Cambodian sailors raise their national flag on a Chinese naval patrol boat during a handover ceremony at a Cambodian naval base at Ream, southwest of Phnom Penh, in 2007. © Reuters

Exhaustive study of Beijing’s growing influence comes at a critical juncture

About two decades ago, the first articles written about China’s investments in Southeast Asia were met with skepticism. Predictions of China’s rise were dismissed as inflated and premature. After all, even if China’s economy was starting to show promising signs of growth and expansion, the country’s diplomatic and military clout was weak. Many people anticipated China’s collapse before its eventual rise.

A decade later, skepticism turned to mild apprehension, as China directed state corporations to establish beachheads in parts of the region considered strategic gateways, allowing China’s landlocked interior access to the sea. China’s preference for investing in infrastructure — ports, roads, railways and power-generating dams — was already starting to generate friction with local communities and raise nationalist hackles. At the same time, signs emerged that China’s strategic inroads had geopolitical implications as investment started to come with political and military strings attached.

Today, measuring the extent of China’s reach and influence in Southeast Asia has become a critical metric for the strategic rivalry between the United States and China that now dominates discussions of Asian security. U.S.-based Canadian researcher and veteran journalist Murray Hiebert’s exhaustive study of China’s influence in Southeast Asia comes at a particularly critical juncture, for never in recent history have these two great powers been so perilously close to conflict. Once again, Southeast Asia looks to be a proxy battlefield.

Hiebert asks an important question at the outset of “Under Beijing’s Shadow: Southeast Asia’s China Challenge” — what is driving China’s expansion into Southeast Asia? Is it about commercial opportunities or the need for a defensive buffer to protect its own sovereignty? As the author reveals in meticulously researched detail for each of region’s 10 states, the picture is mixed.

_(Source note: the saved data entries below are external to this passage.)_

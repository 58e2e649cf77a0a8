//! The node taxonomy: every type annotation the engine can classify becomes
//! one `Node`, a cheaply-clonable handle onto a shared, immutable `NodeData`
//! payload. Recursive fields hold `Node` directly (not `Box<Node>`) since
//! `Node` is already pointer-sized.
//!
//! Equality and hashing are structural, following every node down to its
//! leaves. Two `Node`s built from unrelated raw types but with the same
//! shape compare equal. `Node::cache_key` exposes the stronger, pointer-based
//! identity the cache and walker rely on.

use std::collections::BTreeSet;
use std::hash::{Hash, Hasher};
use std::sync::Arc;

use crate::edge::Edge;
use crate::metadata::MetadataCollection;
use crate::qualifier::{Qualifier, Variance};
use crate::source_location::SourceLocation;

/// A handle onto a built node. Clone is an `Arc` bump.
#[derive(Debug, Clone, PartialEq, Eq, Hash)]
pub struct Node(Arc<NodeData>);

impl Node {
    pub fn new(data: NodeData) -> Self {
        Self(Arc::new(data))
    }

    pub fn kind(&self) -> &NodeKind {
        &self.0.kind
    }

    pub fn source_location(&self) -> Option<&SourceLocation> {
        self.0.source_location.as_ref()
    }

    pub fn metadata(&self) -> &MetadataCollection {
        &self.0.metadata
    }

    pub fn qualifiers(&self) -> &BTreeSet<Qualifier> {
        &self.0.qualifiers
    }

    pub fn children(&self) -> &[Node] {
        &self.0.children
    }

    pub fn edges(&self) -> &[Edge] {
        &self.0.edges
    }

    /// Stable-for-the-process-lifetime identity of the underlying `Arc`
    /// allocation. Two `Node`s returned from the same cache slot share a
    /// `cache_key`; two structurally-identical but independently-built nodes
    /// do not. `walk`'s cycle guard and the cache's "same object back"
    /// guarantee check this, not structural equality.
    pub fn cache_key(&self) -> usize {
        Arc::as_ptr(&self.0) as usize
    }

    pub fn ptr_eq(&self, other: &Node) -> bool {
        Arc::ptr_eq(&self.0, &other.0)
    }
}

/// Every field a node carries regardless of kind.
#[derive(Debug, Clone, PartialEq, Eq)]
pub struct NodeData {
    pub kind: NodeKind,
    pub source_location: Option<SourceLocation>,
    pub metadata: MetadataCollection,
    pub qualifiers: BTreeSet<Qualifier>,
    pub children: Vec<Node>,
    pub edges: Vec<Edge>,
}

impl NodeData {
    /// Construct from an edge/child list already split by `split_edges`, so
    /// the `children.len() == edges.len()` invariant can't be violated at
    /// the call site.
    pub fn new(kind: NodeKind, children: Vec<Node>, edges: Vec<Edge>) -> Self {
        debug_assert_eq!(children.len(), edges.len());
        Self {
            kind,
            source_location: None,
            metadata: MetadataCollection::empty(),
            qualifiers: BTreeSet::new(),
            children,
            edges,
        }
    }

    pub fn leaf(kind: NodeKind) -> Self {
        Self::new(kind, Vec::new(), Vec::new())
    }

    pub fn with_source_location(mut self, location: SourceLocation) -> Self {
        if !location.is_empty() {
            self.source_location = Some(location);
        }
        self
    }

    pub fn with_metadata(mut self, metadata: MetadataCollection) -> Self {
        self.metadata = metadata;
        self
    }

    pub fn with_qualifiers(mut self, qualifiers: BTreeSet<Qualifier>) -> Self {
        self.qualifiers = qualifiers;
        self
    }
}

// `MetadataCollection` hashes via `content_hash` (falling back to a fixed
// value for unhashable collections), so every other field here can derive
// normally and this impl only needs to fold that one field in by hand.
impl Hash for NodeData {
    fn hash<H: Hasher>(&self, state: &mut H) {
        self.kind.hash(state);
        self.metadata.hash(state);
        self.qualifiers.hash(state);
        self.children.hash(state);
        self.edges.hash(state);
    }
}

/// The tagged sum itself. Each variant carries exactly the
/// payload that kind needs beyond the common `NodeData` fields; shared
/// relationships (element types, bases, fields) are additionally exposed
/// through `children`/`edges` so generic walkers never need to match on
/// `NodeKind` at all.
#[derive(Debug, Clone, PartialEq, Eq, Hash)]
pub enum NodeKind {
    /// A concrete, non-generic class reference (`int`, `str`, a plain
    /// user-defined class with no type parameters).
    Concrete { class_ref: String },

    /// An unsubscripted generic class (`list`, `dict`, a user generic before
    /// `[...]` is applied).
    GenericType {
        class_ref: String,
        type_params: Vec<Node>,
    },

    /// A generic applied to concrete arguments (`list[int]`).
    SubscriptedGeneric { origin: Node, args: Vec<Node> },

    /// `type X[T] = ...` (PEP 695) or an unsubscripted `TypeAlias` target.
    GenericAlias {
        name: String,
        type_params: Vec<Node>,
        value: Node,
    },

    /// A plain, non-generic alias (`type X = int`, `X: TypeAlias = int`).
    TypeAlias { name: String, value: Node },

    /// `Annotated[T, ...]` when `hoist_metadata` is off: the metadata stays
    /// attached to this wrapper node instead of being merged into `base`'s
    /// `NodeData::metadata`.
    Annotated {
        base: Node,
        annotations: MetadataCollection,
    },

    NewType { name: String, supertype: Node },

    Union { members: Vec<Node> },
    Intersection { members: Vec<Node> },
    Tuple { elements: Vec<Node>, variadic: bool },
    Callable { params: CallableParams, returns: Node },

    Any,
    Never,
    SelfType,
    LiteralString,
    Ellipsis,

    Literal { values: Vec<LiteralValue> },

    /// `ClassVar[T]`/`Final[T]`/etc. when the qualifier needs its own wrapper
    /// node rather than attaching to `target`'s `qualifiers` set directly
    /// (nested or repeated qualifiers).
    Meta { target: Node },

    TypeGuard { target: Node },
    TypeIs { target: Node },

    TypeVar {
        name: String,
        variance: Variance,
        infer_variance: bool,
        bound: Option<Node>,
        constraints: Vec<Node>,
        default: Option<Node>,
    },
    ParamSpec { name: String, default: Option<Node> },
    TypeVarTuple { name: String, default: Option<Node> },
    Concatenate { prefix: Vec<Node>, param_spec: Node },
    Unpack { target: Node },

    ForwardRef { reference: String, state: RefState },

    Class {
        fields: Vec<FieldDef>,
        methods: Vec<FieldDef>,
    },
    Dataclass {
        frozen: bool,
        slots: bool,
        fields: Vec<FieldDef>,
    },
    TypedDict { total: bool, fields: Vec<FieldDef> },
    NamedTuple { fields: Vec<FieldDef> },
    Protocol {
        runtime_checkable: bool,
        methods: Vec<FieldDef>,
        attributes: Vec<FieldDef>,
    },
    Enum {
        members: Vec<EnumMember>,
        value_type: Option<Node>,
    },

    Function {
        name: String,
        signature: Signature,
        is_async: bool,
        is_generator: bool,
        decorators: Vec<String>,
    },

    /// A bare signature, not attached to a named function
    /// (`inspect_signature`). A `Function` node also carries a `Signature`
    /// value inline, but reaches it through a child `Signature`-kind node
    /// connected by a `Signature` edge, so both entry points share one
    /// representation.
    Signature(Signature),
}

/// `Callable`'s parameter list shape: a fixed positional list,
/// `...` (any arguments), or a `ParamSpec` reference.
#[derive(Debug, Clone, PartialEq, Eq, Hash)]
pub enum CallableParams {
    Fixed(Vec<Node>),
    Ellipsis,
    ParamSpec(Node),
}

/// A scalar accepted inside `Literal[...]`.
#[derive(Debug, Clone, PartialEq, Eq, Hash)]
pub enum LiteralValue {
    Int(i64),
    Str(String),
    Bool(bool),
    Bytes(Vec<u8>),
    EnumMember { enum_name: String, member: String },
    None,
}

/// A forward reference's lifecycle state.
#[derive(Debug, Clone, PartialEq, Eq, Hash)]
pub enum RefState {
    Unresolved,
    Resolved(Node),
    Failed(String),
}

impl RefState {
    pub fn is_resolved(&self) -> bool {
        matches!(self, RefState::Resolved(_))
    }

    pub fn resolved(&self) -> Option<&Node> {
        match self {
            RefState::Resolved(node) => Some(node),
            _ => None,
        }
    }
}

/// One field, attribute, or method slot on a structured node (`Class`,
/// `Dataclass`, `TypedDict`, `NamedTuple`, `Protocol`). A method is
/// represented the same way as a field, with `ty` pointing at a `Function`
/// node.
#[derive(Debug, Clone, PartialEq, Eq, Hash)]
pub struct FieldDef {
    pub name: String,
    pub ty: Node,
    pub has_default: bool,
    pub default_repr: Option<String>,
    pub metadata: MetadataCollection,
    pub qualifiers: BTreeSet<Qualifier>,
}

impl FieldDef {
    pub fn new(name: impl Into<String>, ty: Node) -> Self {
        Self {
            name: name.into(),
            ty,
            has_default: false,
            default_repr: None,
            metadata: MetadataCollection::empty(),
            qualifiers: BTreeSet::new(),
        }
    }
}

/// An enum member. `value_repr` is a best-effort debug rendering of the
/// member's value, not a parsed literal: enum member values can be
/// arbitrary objects in the source language.
#[derive(Debug, Clone, PartialEq, Eq, Hash)]
pub struct EnumMember {
    pub name: String,
    pub value_repr: Option<String>,
}

/// A callable's full parameter list and return type. Shared by
/// `Function` nodes and any bare signature the adapter surfaces on its own
/// (e.g. `inspect_signature`).
#[derive(Debug, Clone, PartialEq, Eq, Hash)]
pub struct Signature {
    pub parameters: Vec<Parameter>,
    pub returns: Node,
    pub type_params: Vec<Node>,
}

#[derive(Debug, Clone, Copy, PartialEq, Eq, Hash)]
pub enum ParamKind {
    PositionalOnly,
    PositionalOrKeyword,
    VarPositional,
    KeywordOnly,
    VarKeyword,
}

#[derive(Debug, Clone, PartialEq, Eq, Hash)]
pub struct Parameter {
    pub name: String,
    pub ty: Node,
    pub kind: ParamKind,
    pub has_default: bool,
    pub default_repr: Option<String>,
    pub metadata: MetadataCollection,
}

impl Parameter {
    pub fn new(name: impl Into<String>, ty: Node, kind: ParamKind) -> Self {
        Self {
            name: name.into(),
            ty,
            kind,
            has_default: false,
            default_repr: None,
            metadata: MetadataCollection::empty(),
        }
    }
}

/// Aliases for node categories this engine represents with the same
/// `Node`/`NodeKind` shape. `TypeParamNode` covers
/// `TypeVar`/`ParamSpec`/`TypeVarTuple`; the others are `Node`s whose
/// `kind()` is guaranteed to be the named variant. See `helpers.rs` for the
/// narrowing guards that uphold that guarantee.
pub type TypeParamNode = Node;
pub type FunctionNode = Node;
pub type SignatureNode = Node;
pub type GenericAliasNode = Node;
pub type TypeAliasNode = Node;

#[cfg(test)]
mod tests {
    use super::*;

    fn concrete(name: &str) -> Node {
        Node::new(NodeData::leaf(NodeKind::Concrete {
            class_ref: name.to_string(),
        }))
    }

    #[test]
    fn clone_shares_identity() {
        let a = concrete("int");
        let b = a.clone();
        assert!(a.ptr_eq(&b));
        assert_eq!(a.cache_key(), b.cache_key());
    }

    #[test]
    fn structurally_identical_nodes_are_not_the_same_instance() {
        let a = concrete("int");
        let b = concrete("int");
        assert_eq!(a, b);
        assert!(!a.ptr_eq(&b));
        assert_ne!(a.cache_key(), b.cache_key());
    }

    #[test]
    fn union_hash_is_order_sensitive_like_eq() {
        use std::collections::hash_map::DefaultHasher;

        let members_ab = vec![concrete("int"), concrete("str")];
        let members_ba = vec![concrete("str"), concrete("int")];
        let union_ab = Node::new(NodeData::leaf(NodeKind::Union {
            members: members_ab,
        }));
        let union_ba = Node::new(NodeData::leaf(NodeKind::Union {
            members: members_ba,
        }));
        assert_ne!(union_ab, union_ba);

        let hash_of = |n: &Node| {
            let mut h = DefaultHasher::new();
            n.hash(&mut h);
            h.finish()
        };
        // Not a guarantee in general (hash collisions exist), but for these
        // two inputs the values differ, which is what an order-sensitive
        // implementation should produce.
        assert_ne!(hash_of(&union_ab), hash_of(&union_ba));
    }
}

There are strategic drives to build highways and railways linking China’s Yunnan Province with Myanmar and Laos, and by extension Thailand. There are also commercial ventures to develop property, casinos and tourist resorts for the growing legions of Chinese tourists and overseas workers. In this respect, the author quotes a former U.S. official saying: “Although it is true that China is engaged in mercenary and opportunistic economic activities, in some respects it replicates how other great powers have routinely behaved in the developing world.”

Normal as these impulses might be for a great power, they nonetheless generate apprehension on the ground in Southeast Asia, and much of the reporting in the book highlights these fears. Aggressive fishing, exploration for underwater minerals and expanding definitions of territorial waters in the South China Sea top the list of concerns for the maritime states of Southeast Asia, while China’s dam-building activity in the upper reaches of the Mekong River and a drive to make the waterway navigable for larger vessels is of great concern to Thailand, Laos and Cambodia.